Hence, the network uses sparse binary representations (codes) in all layers
on all time steps. A Hebbian rule is used during learning to link coactive
codes in adjacent layers, i.e., top-down (TD) and bottom-up (BU) learning,
and also to link successively active codes in any given layer, i.e.,
horizontal (H) learning. Thus, input sequences are mapped to hierarchical,
distributed spatiotemporal memory traces. A critical and novel assumption
is that representational units (cells) in progressively higher layers have
progressively longer activation durations, or persistences. This yields
temporal chunking in which higher layer codes become associated with
sequences of subjacent codes. This chunking mechanism provides a basis for
the network's robust, memory-based, invariance to non-uniform time-warping.

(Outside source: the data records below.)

//! Simulation benchmarks for td_core.
//!
//! Run with: `cargo bench -p td_core`

// Benchmark binaries don't need docs on macro-generated functions
#![allow(missing_docs)]

use criterion::{black_box, criterion_group, criterion_main, Criterion};
use td_core::config::SimConfig;
use td_core::grid::{FootprintSize, NavGrid, Terrain, TileCoord};
use td_core::math::Fixed;
use td_core::pathfinding::find_path;
use td_core::simulation::{Simulation, StructureSpec};
use td_core::components::{EnemyKind, Team, UnitKind};

fn maze_grid(size: u32) -> NavGrid {
    let mut grid = NavGrid::new(size, size, Fixed::ONE);
    // Vertical walls with alternating gaps top and bottom.
    for x in (4..size - 1).step_by(4) {
        let gap = if (x / 4) % 2 == 0 { 0 } else { size - 1 };
        for y in 0..size {
            if y != gap {
                grid.set_terrain(TileCoord::new(x, y), Terrain::Blocked);
            }
        }
    }
    grid
}

/// A* across a 64x64 serpentine maze.
pub fn pathfinding_benchmark(c: &mut Criterion) {
    let grid = maze_grid(64);
    c.bench_function("find_path_maze_64", |b| {
        b.iter(|| find_path(black_box(&grid), TileCoord::new(0, 0), TileCoord::new(63, 63)))
    });
}

/// Ticks with a full wave marching on the headquarters.
pub fn tick_benchmark(c: &mut Criterion) {
    let mut grid = NavGrid::new(48, 48, Fixed::ONE);
    for x in 0..48 {
        grid.set_spawn_point(TileCoord::new(x, 0), true);
    }
    let mut sim = Simulation::new(grid, SimConfig::default()).expect("default config is valid");
    sim.place_structure(StructureSpec {
        kind: UnitKind::Headquarters,
        team: Team::Defenders,
        anchor: TileCoord::new(22, 44),
        size: FootprintSize::square(3),
        max_health: 1_000_000,
        attack: None,
    })
    .expect("headquarters fits");
    for i in 0..60 {
        sim.spawn_enemy(EnemyKind::ALL[i % 3], TileCoord::new((i as u32 * 7) % 48, 0))
            .expect("spawn tile is open");
    }

    c.bench_function("tick_60_enemies", |b| {
        b.iter(|| {
            sim.tick().expect("tick succeeds");
            black_box(sim.state_hash())
        })
    });
}

criterion_group!(benches, pathfinding_benchmark, tick_benchmark);
criterion_main!(benches);
//! The simulation clock.
//!
//! Every timer in the core (attack cooldowns, removal grace periods) reads
//! this clock. It only moves when the simulation ticks, so runs replay
//! identically regardless of wall-clock time.

use serde::{Deserialize, Serialize};

use crate::math::Fixed;

/// A point in simulated time, in milliseconds since the simulation started.
#[derive(Debug, Clone, Copy, PartialEq, Eq, Hash, PartialOrd, Ord, Default, Serialize, Deserialize)]
pub struct SimTime(u64);

impl SimTime {
    /// The moment the simulation starts.
    pub const ZERO: Self = Self(0);

    /// Create a time from milliseconds.
    #[must_use]
    pub const fn from_millis(ms: u64) -> Self {
        Self(ms)
    }

    /// Milliseconds since start.
    #[must_use]
    pub const fn as_millis(self) -> u64 {
        self.0
    }
}

/// Explicitly advanced simulation clock.
#[derive(Debug, Clone, Copy, PartialEq, Eq, Serialize, Deserialize)]
pub struct SimClock {
    now: SimTime,
    tick: u64,
    tick_ms: u64,
}

impl SimClock {
    /// Create a clock at time zero with the given step length.
    #[must_use]
    pub const fn new(tick_ms: u64) -> Self {
        Self {
            now: SimTime::ZERO,
            tick: 0,
            tick_ms,
        }
    }

    /// Current simulated time.
    #[must_use]
    pub const fn now(&self) -> SimTime {
        self.now
    }

    /// Number of completed ticks.
    #[must_use]
    pub const fn tick(&self) -> u64 {
        self.tick
    }

    /// Step length in milliseconds.
    #[must_use]
    pub const fn tick_ms(&self) -> u64 {
        self.tick_ms
    }

    /// Step length in seconds, as used by velocity integration.
    #[must_use]
    pub fn dt_seconds(&self) -> Fixed {
        Fixed::from_num(self.tick_ms) / Fixed::from_num(1000)
    }

    /// Move the clock forward by one tick.
    pub fn advance(&mut self) {
        self.tick += 1;
        self.now = SimTime(self.now.0 + self.tick_ms);
    }
}

#[cfg(test)]
mod tests {
    use super::*;

    #[test]
    fn test_clock_advances_by_tick_length() {
        let mut clock = SimClock::new(50);
        clock.advance();
        clock.advance();
        assert_eq!(clock.tick(), 2);
        assert_eq!(clock.now(), SimTime::from_millis(100));
    }

    #[test]
    fn test_dt_seconds() {
        let clock = SimClock::new(500);
        assert_eq!(clock.dt_seconds(), Fixed::from_num(0.5));
    }
}
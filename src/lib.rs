//! This is a plugin for Bevy game engine to navigate actors across the walk boxes of a 2D point-and-click adventure room
//!

pub mod bundle;
pub mod plugin;
pub mod walkboxes;

pub mod prelude;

The fundamental operation, performed by every cell on every time step, is to
compute the level of agreement, or match, between its TD, BU, and H input
vectors. If all three match strongly then the cell will have a high
probability of being chosen winner in its CM. The weaker the match, the
lower the cell's probability of winning. However, the final win
probabilities also depend on a layer-global measure, G, which is the average
of the maximal matches in the layer's CMs. When G is near its maximal value
(1.0), indicating that a layer's current BU input has occurred in the
presence of its current TD and H inputs on some prior occasion, the
cell-local match levels are pushed through a highly expansive sigmoid
nonlinearity that greatly increases the probability that the
maximally-matching cell in each CM wins. As G falls toward zero, indicating
a completely novel situation, the sigmoid is squashed down to a maximally
compressive, constant function, making all cells in a CM equally likely to
win. This G-dependent transform yields the property that the intersection
of two codes increases as a function of the similarity of the spatiotemporal
situations that they represent, which in turn, underlies the model's
recognition capabilities.(video)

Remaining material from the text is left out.